Maybe it was the pastor at my church last week sharing in his sermon,
You may not know what tomorrow holds,
But He holds tomorrow.
In my last post, I concluded with my understanding that God wants me to look to him more for guidance and to let him lead. I reflected that when I have done so in the past, those have been the easiest days. This past week has demonstrated that yet again.
I remember on Monday morning even before rising from bed, praying ‘God, today I give into your hands. Let it be what you will it to be, but shine your light on me and let me feel your love.”
We had a great day that day, and at the end of it I thanked God for shining his light on me so brightly.
We went to the library as a family and borrowed about a hundred books, after the boys and I had played some X Box on the kids’ level of the library (of course you go to the library to play X Box).
After we got home I took Harry, our six-year-old, out for some one-on-one “Daddy time”. We took a picnic lunch, played hide-and-seek in the park, mucked about with the sand at the beach, paddled in the pool and rolled around together on the grass. We walked up the grassy hill to the top and then ran down it as fast as we could barefoot. We did whatever Harry wanted to do. The beautiful weather helped, but somehow I was able to just let go and thoroughly enjoy it and enjoy him.
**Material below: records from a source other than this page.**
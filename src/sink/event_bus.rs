// SPDX-License-Identifier: MPL-2.0
// This Source Code Form is subject to the terms of the Mozilla Public
// License, v. 2.0. If a copy of the MPL was not distributed with this
// file, You can obtain one at https://mozilla.org/MPL/2.0/.

//! Broadcast sink.

use std::future::Future;

use tokio::sync::broadcast;

use super::{DeviceStatus, PublisherSink, SinkEvent};
use crate::error::SinkError;
use crate::snapshot::ChannelDelta;
use crate::types::DeviceId;

/// Default channel capacity for the event bus.
const DEFAULT_CHANNEL_CAPACITY: usize = 256;

/// Sink broadcasting every update to any number of subscribers.
///
/// The `EventBus` uses tokio's broadcast channel: each subscriber gets its
/// own copy of each event. Publishing never blocks the poll scheduler.
///
/// # Capacity
///
/// The event bus has a fixed capacity (default 256). If a subscriber is
/// slow, older events are dropped for that subscriber (it receives a
/// `RecvError::Lagged` error).
///
/// # Examples
///
/// ```
/// use pollsync_lib::sink::{DeviceStatus, EventBus, SinkEvent};
/// use pollsync_lib::types::DeviceId;
///
/// let bus = EventBus::new();
/// let mut rx = bus.subscribe();
///
/// bus.send(SinkEvent::status_changed(DeviceId::new("airq"), DeviceStatus::Online));
///
/// let event = rx.try_recv().unwrap();
/// assert!(event.is_status_change());
/// ```
#[derive(Debug)]
pub struct EventBus {
    sender: broadcast::Sender<SinkEvent>,
}

impl EventBus {
    /// Creates a new event bus with default capacity.
    #[must_use]
    pub fn new() -> Self {
        Self::with_capacity(DEFAULT_CHANNEL_CAPACITY)
    }

    /// Creates a new event bus with the specified capacity.
    ///
    /// # Arguments
    ///
    /// * `capacity` - Maximum number of events that can be buffered
    #[must_use]
    pub fn with_capacity(capacity: usize) -> Self {
        let (sender, _) = broadcast::channel(capacity);
        Self { sender }
    }

    /// Subscribes to sink events.
    ///
    /// Returns a receiver that will receive all events published after
    /// the subscription is created.
    #[must_use]
    pub fn subscribe(&self) -> broadcast::Receiver<SinkEvent> {
        self.sender.subscribe()
    }

    /// Returns the number of active subscribers.
    #[must_use]
    pub fn subscriber_count(&self) -> usize {
        self.sender.receiver_count()
    }

    /// Broadcasts an event to all subscribers.
    ///
    /// If there are no subscribers, the event is silently discarded.
    pub fn send(&self, event: SinkEvent) {
        // No subscribers is not an error for a broadcast sink
        let _ = self.sender.send(event);
    }

    /// Broadcasts an event and returns the number of receivers that got it.
    #[must_use]
    pub fn send_counted(&self, event: SinkEvent) -> usize {
        self.sender.send(event).unwrap_or(0)
    }
}

impl Default for EventBus {
    fn default() -> Self {
        Self::new()
    }
}

impl Clone for EventBus {
    fn clone(&self) -> Self {
        Self {
            sender: self.sender.clone(),
        }
    }
}

impl PublisherSink for EventBus {
    fn publish(
        &self,
        device_id: &DeviceId,
        delta: ChannelDelta,
    ) -> impl Future<Output = Result<(), SinkError>> + Send {
        self.send(SinkEvent::channel_updated(device_id.clone(), delta));
        std::future::ready(Ok(()))
    }

    fn report_status(
        &self,
        device_id: &DeviceId,
        status: DeviceStatus,
    ) -> impl Future<Output = Result<(), SinkError>> + Send {
        self.send(SinkEvent::status_changed(device_id.clone(), status));
        std::future::ready(Ok(()))
    }
}

#[cfg(test)]
mod tests {
    use super::*;

    #[test]
    fn new_bus_has_no_subscribers() {
        let bus = EventBus::new();
        assert_eq!(bus.subscriber_count(), 0);
    }

    #[test]
    fn subscribe_and_drop_track_count() {
        let bus = EventBus::new();

        let rx1 = bus.subscribe();
        let _rx2 = bus.subscribe();
        assert_eq!(bus.subscriber_count(), 2);

        drop(rx1);
        assert_eq!(bus.subscriber_count(), 1);
    }

    #[tokio::test]
    async fn publish_delivers_channel_update() {
        let bus = EventBus::new();
        let mut rx = bus.subscribe();
        let id = DeviceId::new("inverter");

        bus.publish(&id, ChannelDelta::new("power", 812.5))
            .await
            .unwrap();

        let event = rx.recv().await.unwrap();
        assert_eq!(
            event,
            SinkEvent::channel_updated(id, ChannelDelta::new("power", 812.5))
        );
    }

    #[tokio::test]
    async fn report_status_delivers_to_all_subscribers() {
        let bus = EventBus::new();
        let mut rx1 = bus.subscribe();
        let mut rx2 = bus.subscribe();
        let id = DeviceId::new("inverter");

        bus.report_status(&id, DeviceStatus::Online).await.unwrap();

        assert!(rx1.recv().await.unwrap().is_status_change());
        assert!(rx2.recv().await.unwrap().is_status_change());
    }

    #[tokio::test]
    async fn publish_without_subscribers_succeeds() {
        let bus = EventBus::new();
        let id = DeviceId::new("inverter");
        assert!(bus.report_status(&id, DeviceStatus::Unknown).await.is_ok());
    }

    #[test]
    fn send_counted_reports_receivers() {
        let bus = EventBus::new();
        let id = DeviceId::new("inverter");
        assert_eq!(
            bus.send_counted(SinkEvent::status_changed(id.clone(), DeviceStatus::Online)),
            0
        );

        let _rx = bus.subscribe();
        assert_eq!(
            bus.send_counted(SinkEvent::status_changed(id, DeviceStatus::Online)),
            1
        );
    }

    #[tokio::test]
    async fn cloned_bus_shares_channel() {
        let bus = EventBus::new();
        let clone = bus.clone();
        let mut rx = bus.subscribe();

        clone.send(SinkEvent::status_changed(DeviceId::new("a"), DeviceStatus::Online));
        assert!(rx.recv().await.unwrap().is_status_change());
    }
}
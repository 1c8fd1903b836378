// SPDX-License-Identifier: MPL-2.0
// This Source Code Form is subject to the terms of the Mozilla Public
// License, v. 2.0. If a copy of the MPL was not distributed with this
// file, You can obtain one at https://mozilla.org/MPL/2.0/.

//! Integration tests for the MQTT transport using mockforge-mqtt.

use std::time::Duration;

use mockforge_mqtt::broker::MqttConfig;
use mockforge_mqtt::start_mqtt_server;
use pollsync_lib::error::TransportErrorKind;
use pollsync_lib::protocol::{MqttTransport, Transport};
use tokio::time::sleep;

/// Helper to find an available port for testing.
fn get_test_port() -> u16 {
    use std::sync::atomic::{AtomicU16, Ordering};
    static PORT_COUNTER: AtomicU16 = AtomicU16::new(18950);
    PORT_COUNTER.fetch_add(1, Ordering::SeqCst)
}

/// Starts a mock MQTT broker on the given port.
async fn start_mock_broker(port: u16) {
    let config = MqttConfig {
        port,
        host: "127.0.0.1".to_string(),
        ..Default::default()
    };

    tokio::spawn(async move {
        let _ = start_mqtt_server(config).await;
    });

    // Give the broker time to start, bind to port, and be ready to accept connections
    sleep(Duration::from_millis(500)).await;
}

// ============================================================================
// MqttTransport Tests
// ============================================================================
//
// NOTE: The mockforge-mqtt broker used for testing doesn't fully support
// pub/sub message forwarding between clients, so a successful state fetch
// can only be tested against a real broker like Mosquitto.

mod mqtt_transport {
    use super::*;

    #[tokio::test]
    async fn silent_device_times_out() {
        let port = get_test_port();
        start_mock_broker(port).await;

        let transport = MqttTransport::builder()
            .broker(format!("mqtt://127.0.0.1:{port}"))
            .request("cmnd/airq/STATUS", "10")
            .build()
            .unwrap();

        let err = transport
            .fetch("stat/airq/STATUS10", None, Duration::from_millis(800))
            .await
            .unwrap_err();
        assert_eq!(err.kind(), TransportErrorKind::Timeout);
    }

    #[tokio::test]
    async fn missing_broker_is_connection_refused() {
        // Nothing listens on this port
        let port = get_test_port();

        let transport = MqttTransport::builder()
            .broker(format!("127.0.0.1:{port}"))
            .build()
            .unwrap();

        let err = transport
            .fetch("stat/airq/STATUS10", None, Duration::from_secs(2))
            .await
            .unwrap_err();
        assert_eq!(err.kind(), TransportErrorKind::ConnectionRefused);
    }

    #[tokio::test]
    async fn builder_parses_broker_url() {
        let transport = MqttTransport::builder()
            .broker("tcp://broker.local:1884")
            .build()
            .unwrap();

        assert_eq!(transport.broker_host(), "broker.local");
        assert_eq!(transport.broker_port(), 1884);
    }
}
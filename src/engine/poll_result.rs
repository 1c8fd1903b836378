// SPDX-License-Identifier: MPL-2.0
// This Source Code Form is subject to the terms of the Mozilla Public
// License, v. 2.0. If a copy of the MPL was not distributed with this
// file, You can obtain one at https://mozilla.org/MPL/2.0/.

//! Outcome of one poll.

use crate::error::{Error, TransportErrorKind};
use crate::snapshot::DeviceSnapshot;

/// Outcome of one fetch + decode cycle, as seen by the scheduler.
///
/// Failures never escape the poll worker as errors: they are classified
/// here and drive the session's backoff or stop logic.
#[derive(Debug, Clone, PartialEq)]
pub enum PollResult {
    /// The device answered with a decodable payload.
    Success(DeviceSnapshot),
    /// The poll failed in a way that may resolve by itself.
    TransientFailure(String),
    /// The poll failed in a way that needs new configuration.
    FatalFailure(String),
}

impl PollResult {
    /// Classifies the outcome of a fetch + decode cycle.
    ///
    /// Authentication failures (rejected by the transport or reported in
    /// the payload) are fatal unless `recoverable_auth` is set. Every other
    /// failure, including malformed payloads, is transient.
    ///
    /// # Examples
    ///
    /// ```
    /// use pollsync_lib::engine::PollResult;
    /// use pollsync_lib::error::{Error, TransportError};
    ///
    /// let timeout: Error = TransportError::timeout(std::time::Duration::from_secs(5)).into();
    /// assert!(PollResult::from_outcome(Err(timeout), false).is_transient());
    ///
    /// let denied: Error = TransportError::auth_failure("HTTP 401").into();
    /// assert!(PollResult::from_outcome(Err(denied), false).is_fatal());
    /// ```
    #[must_use]
    pub fn from_outcome(outcome: Result<DeviceSnapshot, Error>, recoverable_auth: bool) -> Self {
        let error = match outcome {
            Ok(snapshot) => return Self::Success(snapshot),
            Err(error) => error,
        };

        let auth = match &error {
            Error::Transport(e) => e.kind() == TransportErrorKind::AuthFailure,
            Error::Decode(e) => e.is_auth(),
            _ => false,
        };

        let reason = match &error {
            Error::Transport(e) => e.to_string(),
            Error::Decode(e) => e.to_string(),
            other => other.to_string(),
        };

        if auth && !recoverable_auth {
            Self::FatalFailure(reason)
        } else {
            Self::TransientFailure(reason)
        }
    }

    /// Returns `true` for a successful poll.
    #[must_use]
    pub fn is_success(&self) -> bool {
        matches!(self, Self::Success(_))
    }

    /// Returns `true` for a transient failure.
    #[must_use]
    pub fn is_transient(&self) -> bool {
        matches!(self, Self::TransientFailure(_))
    }

    /// Returns `true` for a fatal failure.
    #[must_use]
    pub fn is_fatal(&self) -> bool {
        matches!(self, Self::FatalFailure(_))
    }
}

#[cfg(test)]
mod tests {
    use std::time::Duration;

    use chrono::Utc;

    use super::*;
    use crate::decoder::DecodeContext;
    use crate::error::{DecodeError, TransportError};

    fn classify(error: impl Into<Error>) -> PollResult {
        PollResult::from_outcome(Err(error.into()), false)
    }

    #[test]
    fn success_passes_snapshot_through() {
        let snapshot = DeviceSnapshot::builder(&DecodeContext::new(Utc::now(), 1))
            .field("power", 1.0)
            .build()
            .unwrap();
        let result = PollResult::from_outcome(Ok(snapshot.clone()), false);
        assert_eq!(result, PollResult::Success(snapshot));
    }

    #[test]
    fn network_failures_are_transient() {
        assert!(classify(TransportError::timeout(Duration::from_secs(1))).is_transient());
        assert!(classify(TransportError::connection_refused("refused")).is_transient());
        assert!(classify(TransportError::other("HTTP 500 - Internal Server Error")).is_transient());
    }

    #[test]
    fn malformed_payload_is_transient() {
        assert!(classify(DecodeError::MissingField("power".into())).is_transient());
        assert!(
            classify(DecodeError::FieldCount {
                expected: 3,
                actual: 1
            })
            .is_transient()
        );
        assert!(classify(DecodeError::Panicked("index out of bounds".into())).is_transient());
    }

    #[test]
    fn auth_failures_are_fatal() {
        let result = classify(TransportError::auth_failure("HTTP 401"));
        assert_eq!(
            result,
            PollResult::FatalFailure("authentication failed: HTTP 401".to_string())
        );
        assert!(classify(DecodeError::Unauthorized("bad token".into())).is_fatal());
    }

    #[test]
    fn recoverable_auth_downgrades_to_transient() {
        let error: Error = TransportError::auth_failure("HTTP 403").into();
        assert!(PollResult::from_outcome(Err(error), true).is_transient());
    }
}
Since then, my holiday break has been better. I’ve appreciated lots of little things, in particular my family. We’ve stayed home all holidays, usually just out in the morning to the park or the river or the skate park. Other than that, we’ve drawn lots, done lots of coloring, played Lego, had family movie sessions and read lots of books. I got most of the jungle tamed again out the front of the house.
I look back over my holiday break with contentment now. Even that first week, the low mood, had its purpose I think. God leads us through valleys and over mountains. The first week was a dark valley, but it led me to turn more earnestly to him every day and it reminded me to have gratefulness. It was a remedial class on gratitude.